Diagnostic Hook: export three numbers per cycle and alert on each. (1) Event-loop lag: schedule await asyncio.sleep(0) and time it; sustained values above ~10 ms mean something synchronous is blocking the loop. (2) Executor saturation: log the process pool's pending count; queue depth above 2 × max_workers means CPU work is the bottleneck, not I/O. (3) Thread/process census: log len(threading.enumerate()) and worker RSS to catch leaks and pickle-driven memory growth before OOM.

Diagnostic Hook: the three signals that decide if you chose right

If event-loop lag is high but CPU is idle, you have a blocking call on the loop — move it to an executor. If CPU is pinned but throughput is flat, the GIL is serializing thread work — move it to processes. If memory grows linearly with workers, your IPC payloads are too large — switch to shared_memory. Set PYTHONASYNCIODEBUG=1 and loop.slow_callback_duration = 0.1 in staging to surface accidental blocking early.

Failure modes

Failure mode Root cause Detection Fix
Threads give no speedup on compute GIL serializes Python bytecode CPU% near one core despite N threads; cProfile shows pure-Python hotspots Move work to ProcessPoolExecutor
Event loop freezes intermittently Synchronous call (requests, time.sleep, blocking driver) in a coroutine Loop lag spikes; slow_callback_duration warnings Wrap in run_in_executor / use async-native lib
Process pool OOM under load Large objects pickled across the boundary RSS scales linearly with max_workers; IPC time > compute time Use multiprocessing.shared_memory; chunk coarser
RuntimeError: asyncio.run() cannot be called from a running event loop Nesting sync/async entry points Stack trace on startup or inside a thread Bridge via executors; never call asyncio.run() inside a loop
Zombie threads/processes on shutdown Missing executor.shutdown(wait=True) / undrained tasks Rising thread/process count after restart; ResourceWarning Drain executors and await loop.shutdown_asyncgens()
Unbounded task/queue growth No semaphore or maxsize cap Steady RSS climb tracking request rate Bound with Semaphore and asyncio.Queue(maxsize=N)

Frequently Asked Questions

Can asyncio replace multiprocessing for CPU-bound workloads?

No. asyncio runs on a single thread and multiplexes I/O; a CPU-bound task blocks the event loop and collapses concurrency. Use ProcessPoolExecutor, or offload from the loop via loop.run_in_executor() with a process pool, to get true multi-core parallelism.

Why does my ThreadPoolExecutor perform worse than a single-threaded loop?

Thread creation, context switching, and GIL contention add overhead that outweighs the benefit for lightweight or CPU-bound tasks. Threads only help when work spends most of its time blocked in syscalls that release the GIL. Profile with cProfile and confirm the work is genuinely I/O-bound before scaling thread counts.

How do I choose between threading, multiprocessing, and asyncio?

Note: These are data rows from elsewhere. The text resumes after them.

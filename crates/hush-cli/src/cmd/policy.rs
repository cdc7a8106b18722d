use crate::engine;
use crate::output::{print_json, print_table};
use anyhow::Context;
use clap::Subcommand;
use hush_core::decision::{classify, Verdict};
use hush_core::policy::{parse_days, parse_time, ListMode, Policy};
use hush_core::store::RuleStore;
use hush_core::HushError;
use std::path::Path;

#[derive(Subcommand)]
pub enum PolicySubcommand {
    /// Create or replace the policy for an app
    Set {
        app_id: String,
        /// allowlist (notify only inside the window) or denylist (mute inside it)
        #[arg(long, default_value = "allowlist")]
        mode: String,
        /// Active days, comma-separated (mon,tue,... or all, weekdays, weekend)
        #[arg(long, default_value = "")]
        days: String,
        /// Window start, HH:MM
        #[arg(long, default_value = "00:00")]
        start: String,
        /// Window end, HH:MM (exclusive, never wraps midnight)
        #[arg(long, default_value = "23:59")]
        end: String,
    },
    /// Show one app's policy
    Show { app_id: String },
    /// List all policies
    List,
    /// Remove an app's policy (its deferred queue is kept)
    Remove { app_id: String },
    /// Evaluate an app's policy at a local time
    Check {
        app_id: String,
        /// Local time to evaluate, YYYY-MM-DDTHH:MM (default: now)
        #[arg(long)]
        at: Option<String>,
    },
}

pub fn run(root: &Path, subcmd: PolicySubcommand, json: bool) -> anyhow::Result<()> {
    match subcmd {
        PolicySubcommand::Set {
            app_id,
            mode,
            days,
            start,
            end,
        } => set(root, &app_id, &mode, &days, &start, &end, json),
        PolicySubcommand::Show { app_id } => show(root, &app_id, json),
        PolicySubcommand::List => list(root, json),
        PolicySubcommand::Remove { app_id } => remove(root, &app_id, json),
        PolicySubcommand::Check { app_id, at } => check(root, &app_id, at.as_deref(), json),
    }
}

fn set(
    root: &Path,
    app_id: &str,
    mode: &str,
    days: &str,
    start: &str,
    end: &str,
    json: bool,
) -> anyhow::Result<()> {
    let mode: ListMode = mode.parse()?;
    let policy = Policy::new(app_id, mode)?
        .with_days(parse_days(days)?)
        .with_window(parse_time(start)?, parse_time(end)?);
    let warnings = policy.validate();

    let stores = engine::open_stores(root)?;
    stores
        .rules
        .put(&policy)
        .with_context(|| format!("failed to save policy for '{app_id}'"))?;
    tracing::info!(app_id, mode = %policy.mode, "policy saved");

    if json {
        print_json(&serde_json::json!({ "policy": policy, "warnings": warnings }))?;
    } else {
        println!(
            "Set {} for {}: {} {}-{}",
            policy.mode,
            policy.app_id,
            policy.days_label(),
            policy.window_start.format("%H:%M"),
            policy.window_end.format("%H:%M"),
        );
        for w in &warnings {
            eprintln!("warning: {}", w.message);
        }
    }
    Ok(())
}

fn show(root: &Path, app_id: &str, json: bool) -> anyhow::Result<()> {
    let stores = engine::open_stores(root)?;
    let policy = stores
        .rules
        .get(app_id)?
        .ok_or_else(|| HushError::PolicyNotFound(app_id.to_string()))?;

    if json {
        print_json(&policy)?;
    } else {
        println!("App:    {}", policy.app_id);
        println!("Mode:   {}", policy.mode);
        println!("Days:   {}", policy.days_label());
        println!(
            "Window: {} - {}",
            policy.window_start.format("%H:%M"),
            policy.window_end.format("%H:%M")
        );
        for w in policy.validate() {
            println!("Note:   {}", w.message);
        }
    }
    Ok(())
}

fn list(root: &Path, json: bool) -> anyhow::Result<()> {
    let stores = engine::open_stores(root)?;
    let mut policies = stores.rules.get_all()?;
    policies.sort_by(|a, b| a.app_id.cmp(&b.app_id));

    if json {
        return print_json(&policies);
    }
    if policies.is_empty() {
        println!("No policies.");
        return Ok(());
    }
    let rows = policies
        .iter()
        .map(|p| {
            vec![
                p.app_id.clone(),
                p.mode.to_string(),
                p.days_label(),
                format!(
                    "{}-{}",
                    p.window_start.format("%H:%M"),
                    p.window_end.format("%H:%M")
                ),
            ]
        })
        .collect();
    print_table(&["APP", "MODE", "DAYS", "WINDOW"], rows);
    Ok(())
}

fn remove(root: &Path, app_id: &str, json: bool) -> anyhow::Result<()> {
    let stores = engine::open_stores(root)?;
    let removed = stores.rules.remove(app_id)?;

    if json {
        print_json(&serde_json::json!({ "app_id": app_id, "removed": removed }))?;
    } else if removed {
        println!("Removed policy for {app_id}");
    } else {
        println!("No policy for {app_id}");
    }
    Ok(())
}

fn check(root: &Path, app_id: &str, at: Option<&str>, json: bool) -> anyhow::Result<()> {
    let now = super::parse_at(at)?;
    let stores = engine::open_stores(root)?;
    let verdict = stores.rules.get(app_id)?.map(|p| classify(&p, now));
    let label = match verdict {
        Some(Verdict::Allow) => "allow",
        Some(Verdict::Deny) => "defer",
        None => "allow (unmanaged)",
    };

    if json {
        print_json(&serde_json::json!({
            "app_id": app_id,
            "at": now.format("%Y-%m-%dT%H:%M:%S").to_string(),
            "managed": verdict.is_some(),
            "allowed": verdict.map_or(true, |v| v.is_allow()),
        }))?;
    } else {
        println!("{app_id} at {}: {label}", now.format("%a %Y-%m-%d %H:%M"));
    }
    Ok(())
}
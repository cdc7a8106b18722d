//! Release scheduler: on a fixed interval, drain the queue of every app whose
//! policy allows notifications right now.

use crate::config::MAX_INTERVAL_MINUTES;
use crate::filter::FilterService;
use chrono::NaiveDateTime;
use serde::Serialize;
use std::future::Future;
use std::sync::Arc;
use std::time::Duration;
use tokio::time::MissedTickBehavior;

/// Source of the local wall-clock time a tick is evaluated at.
pub type Clock = Arc<dyn Fn() -> NaiveDateTime + Send + Sync>;

fn local_clock() -> Clock {
    Arc::new(|| chrono::Local::now().naive_local())
}

#[derive(Debug, Clone, Copy, Default, PartialEq, Eq, Serialize)]
pub struct TickReport {
    /// Policies evaluated.
    pub apps_checked: usize,
    /// Policies whose window was open at tick time.
    pub apps_open: usize,
    pub delivered: usize,
    pub retained: usize,
    /// The tick could not enumerate policies and did nothing.
    pub failed: bool,
}

pub struct ReleaseScheduler {
    filter: Arc<FilterService>,
    interval: Duration,
    clock: Clock,
}

const MIN_INTERVAL: Duration = Duration::from_secs(1);
const MAX_INTERVAL: Duration = Duration::from_secs(MAX_INTERVAL_MINUTES * 60);

impl ReleaseScheduler {
    /// `interval` is clamped to between one second and one week.
    pub fn new(filter: Arc<FilterService>, interval: Duration) -> Self {
        Self {
            filter,
            interval: interval.clamp(MIN_INTERVAL, MAX_INTERVAL),
            clock: local_clock(),
        }
    }

    pub fn with_clock(mut self, clock: Clock) -> Self {
        self.clock = clock;
        self
    }

    /// Run one release pass as of `now`.
    ///
    /// Failures never propagate: a policy enumeration failure ends the tick
    /// with `failed` set, and a failure on one app's queue is logged and
    /// skipped so the other apps still drain.
    pub fn tick(&self, now: NaiveDateTime) -> TickReport {
        release_tick(&self.filter, now)
    }

    /// Tick every interval until `shutdown` resolves.
    ///
    /// The first tick fires one full interval after start. Each tick runs on
    /// the blocking pool and is awaited before shutdown is checked again, so
    /// a tick in progress always completes.
    pub async fn run<F>(&self, shutdown: F)
    where
        F: Future<Output = ()>,
    {
        let start = tokio::time::Instant::now() + self.interval;
        let mut ticker = tokio::time::interval_at(start, self.interval);
        ticker.set_missed_tick_behavior(MissedTickBehavior::Delay);
        tokio::pin!(shutdown);

        tracing::info!(interval_secs = self.interval.as_secs(), "release scheduler started");
        loop {
            tokio::select! {
                _ = &mut shutdown => break,
                _ = ticker.tick() => {
                    let filter = self.filter.clone();
                    let now = (self.clock)();
                    match tokio::task::spawn_blocking(move || release_tick(&filter, now)).await {
                        Ok(report) if report.delivered > 0 || report.retained > 0 => {
                            tracing::info!(
                                delivered = report.delivered,
                                retained = report.retained,
                                "release tick"
                            );
                        }
                        Ok(_) => {}
                        Err(e) => tracing::error!(error = %e, "release tick did not complete"),
                    }
                }
            }
        }
        tracing::info!("release scheduler stopped");
    }
}

fn release_tick(filter: &FilterService, now: NaiveDateTime) -> TickReport {
    let mut report = TickReport::default();

    let policies = match filter.rules().get_all() {
        Ok(p) => p,
        Err(e) => {
            tracing::error!(error = %e, "release tick could not list policies; waiting for next tick");
            report.failed = true;
            return report;
        }
    };

    for policy in &policies {
        report.apps_checked += 1;
        match filter.release_if_allowed(policy, now) {
            Ok(None) => {}
            Ok(Some(drained)) => {
                report.apps_open += 1;
                report.delivered += drained.delivered;
                report.retained += drained.retained;
            }
            Err(e) => {
                report.apps_open += 1;
                tracing::warn!(app_id = %policy.app_id, error = %e, "could not drain deferred queue");
            }
        }
    }

    tracing::debug!(
        %now,
        checked = report.apps_checked,
        open = report.apps_open,
        delivered = report.delivered,
        retained = report.retained,
        "release tick finished"
    );
    report
}

// ---------------------------------------------------------------------------
// Tests
// ---------------------------------------------------------------------------
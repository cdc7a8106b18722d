use anyhow::Context;
use hush_core::{config::Config, io, paths};
use std::path::Path;

const APPS_TEMPLATE: &str = "\
# Installed apps known to hush: app_id -> display name and icon reference.
# Re-delivered notifications are titled \"[name] original title\".
#
# com.example.chat:
#   name: Chat
#   icon: res://chat
";

pub fn run(root: &Path, self_app_id: Option<&str>) -> anyhow::Result<()> {
    println!("Initializing hush in: {}", root.display());

    let dir = paths::hush_dir(root);
    std::fs::create_dir_all(&dir).with_context(|| format!("failed to create {}", dir.display()))?;

    if paths::config_path(root).exists() {
        println!("  exists:  {}", paths::CONFIG_FILE);
    } else {
        let mut cfg = Config::default();
        cfg.self_app_id = self_app_id.map(str::to_string);
        cfg.save(root).context("failed to write config.yaml")?;
        println!("  created: {}", paths::CONFIG_FILE);
    }

    let written = io::write_if_missing(&paths::apps_path(root), APPS_TEMPLATE.as_bytes())
        .context("failed to write apps.yaml")?;
    println!(
        "  {} {}",
        if written { "created:" } else { "exists: " },
        paths::APPS_FILE
    );

    let db_existed = paths::db_path(root).exists();
    crate::engine::open_stores(root)?;
    println!(
        "  {} {}",
        if db_existed { "exists: " } else { "created:" },
        paths::DB_FILE
    );

    Ok(())
}
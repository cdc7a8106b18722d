use crate::output::print_json;
use anyhow::Context;
use clap::Subcommand;
use hush_core::config::{Config, WarnLevel};
use std::path::Path;

#[derive(Subcommand)]
pub enum ConfigSubcommand {
    /// Print the effective configuration
    Show,
    /// Validate the config for common mistakes
    Validate,
}

pub fn run(root: &Path, subcmd: ConfigSubcommand, json: bool) -> anyhow::Result<()> {
    match subcmd {
        ConfigSubcommand::Show => show(root, json),
        ConfigSubcommand::Validate => validate(root, json),
    }
}

fn show(root: &Path, json: bool) -> anyhow::Result<()> {
    let config = Config::load(root).context("failed to load config")?;
    if json {
        print_json(&config)
    } else {
        print!("{}", serde_yaml::to_string(&config)?);
        Ok(())
    }
}

fn validate(root: &Path, json: bool) -> anyhow::Result<()> {
    let config = Config::load(root).context("failed to load config")?;
    let warnings = config.validate();

    if json {
        print_json(&serde_json::json!({ "warnings": warnings }))?;
    } else if warnings.is_empty() {
        println!("Config is valid. No warnings.");
    } else {
        for w in &warnings {
            let prefix = match w.level {
                WarnLevel::Warning => "warning",
                WarnLevel::Error => "error",
            };
            println!("[{prefix}] {}", w.message);
        }
    }

    if warnings.iter().any(|w| w.level == WarnLevel::Error) {
        anyhow::bail!("config validation found errors");
    }
    Ok(())
}
//! On-disk record encoding.
//!
//! Each entity has its own encode/decode pair. Records are JSON objects with
//! a `v` field so the layout can evolve without guessing at old bytes.

use crate::error::{HushError, Result};
use crate::notification::DeferredNotification;
use crate::policy::Policy;
use serde::{Deserialize, Serialize};

const POLICY_VERSION: u32 = 1;
const DEFERRED_VERSION: u32 = 1;

#[derive(Serialize)]
struct PolicyOut<'a> {
    v: u32,
    #[serde(flatten)]
    policy: &'a Policy,
}

#[derive(Deserialize)]
struct PolicyIn {
    v: u32,
    #[serde(flatten)]
    policy: Policy,
}

#[derive(Serialize)]
struct DeferredOut<'a> {
    v: u32,
    #[serde(flatten)]
    entry: &'a DeferredNotification,
}

#[derive(Deserialize)]
struct DeferredIn {
    v: u32,
    #[serde(flatten)]
    entry: DeferredNotification,
}

fn corrupt(table: &'static str, reason: impl std::fmt::Display) -> HushError {
    HushError::RecordCorrupt {
        table,
        reason: reason.to_string(),
    }
}

pub fn encode_policy(policy: &Policy) -> Result<Vec<u8>> {
    Ok(serde_json::to_vec(&PolicyOut {
        v: POLICY_VERSION,
        policy,
    })?)
}

/// Decode a rule record stored under `key`.
///
/// A record whose `app_id` disagrees with its key is treated as corrupt.
pub fn decode_policy(key: &str, bytes: &[u8]) -> Result<Policy> {
    let rec: PolicyIn = serde_json::from_slice(bytes).map_err(|e| corrupt("rules", e))?;
    if rec.v != POLICY_VERSION {
        return Err(corrupt("rules", format!("unknown record version {}", rec.v)));
    }
    if rec.policy.app_id != key {
        return Err(corrupt(
            "rules",
            format!("key '{key}' holds policy for '{}'", rec.policy.app_id),
        ));
    }
    Ok(rec.policy)
}

pub fn encode_deferred(entry: &DeferredNotification) -> Result<Vec<u8>> {
    Ok(serde_json::to_vec(&DeferredOut {
        v: DEFERRED_VERSION,
        entry,
    })?)
}

pub fn decode_deferred(bytes: &[u8]) -> Result<DeferredNotification> {
    let rec: DeferredIn = serde_json::from_slice(bytes).map_err(|e| corrupt("deferred", e))?;
    if rec.v != DEFERRED_VERSION {
        return Err(corrupt(
            "deferred",
            format!("unknown record version {}", rec.v),
        ));
    }
    Ok(rec.entry)
}
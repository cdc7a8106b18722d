use crate::error::Result;
use std::io::Write;
use std::path::Path;
use tempfile::NamedTempFile;

/// Atomically write `data` to `path` using a tempfile in the same directory,
/// so a crash mid-write never leaves a truncated file behind.
pub fn atomic_write(path: &Path, data: &[u8]) -> Result<()> {
    if let Some(parent) = path.parent() {
        std::fs::create_dir_all(parent)?;
    }
    let dir = path.parent().unwrap_or(Path::new("."));
    let mut tmp = NamedTempFile::new_in(dir)?;
    tmp.write_all(data)?;
    tmp.persist(path).map_err(|e| e.error)?;
    Ok(())
}

/// Write a file only if it does not already exist. Returns true if written.
pub fn write_if_missing(path: &Path, data: &[u8]) -> Result<bool> {
    if path.exists() {
        return Ok(false);
    }
    atomic_write(path, data)?;
    Ok(true)
}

Measure the CPU-time-to-wall-clock ratio of a representative task. Below ~0.4 the work is I/O-bound: use asyncio for high fan-out or threads when stuck with blocking libraries. Above ~0.7 it is CPU-bound: use multiprocessing. In between, use a hybrid event loop plus executor.

What worker count should I use for each model?

For blocking-I/O threads, start at min(32, os.cpu_count() * 4) and tune to I/O capacity. For CPU-bound processes, start at os.cpu_count() and avoid exceeding physical cores. For asyncio, there is no thread count; bound in-flight work with a Semaphore and a maxsize queue instead.

How do I combine asyncio with threads or processes safely?

Run asyncio for the I/O path and offload blocking or CPU islands with loop.run_in_executor() (or asyncio.to_thread for blocking I/O). Use a ThreadPoolExecutor for blocking I/O and a ProcessPoolExecutor for CPU work. Avoid shared mutable state across the boundary, and drain executors with shutdown(wait=True) on exit.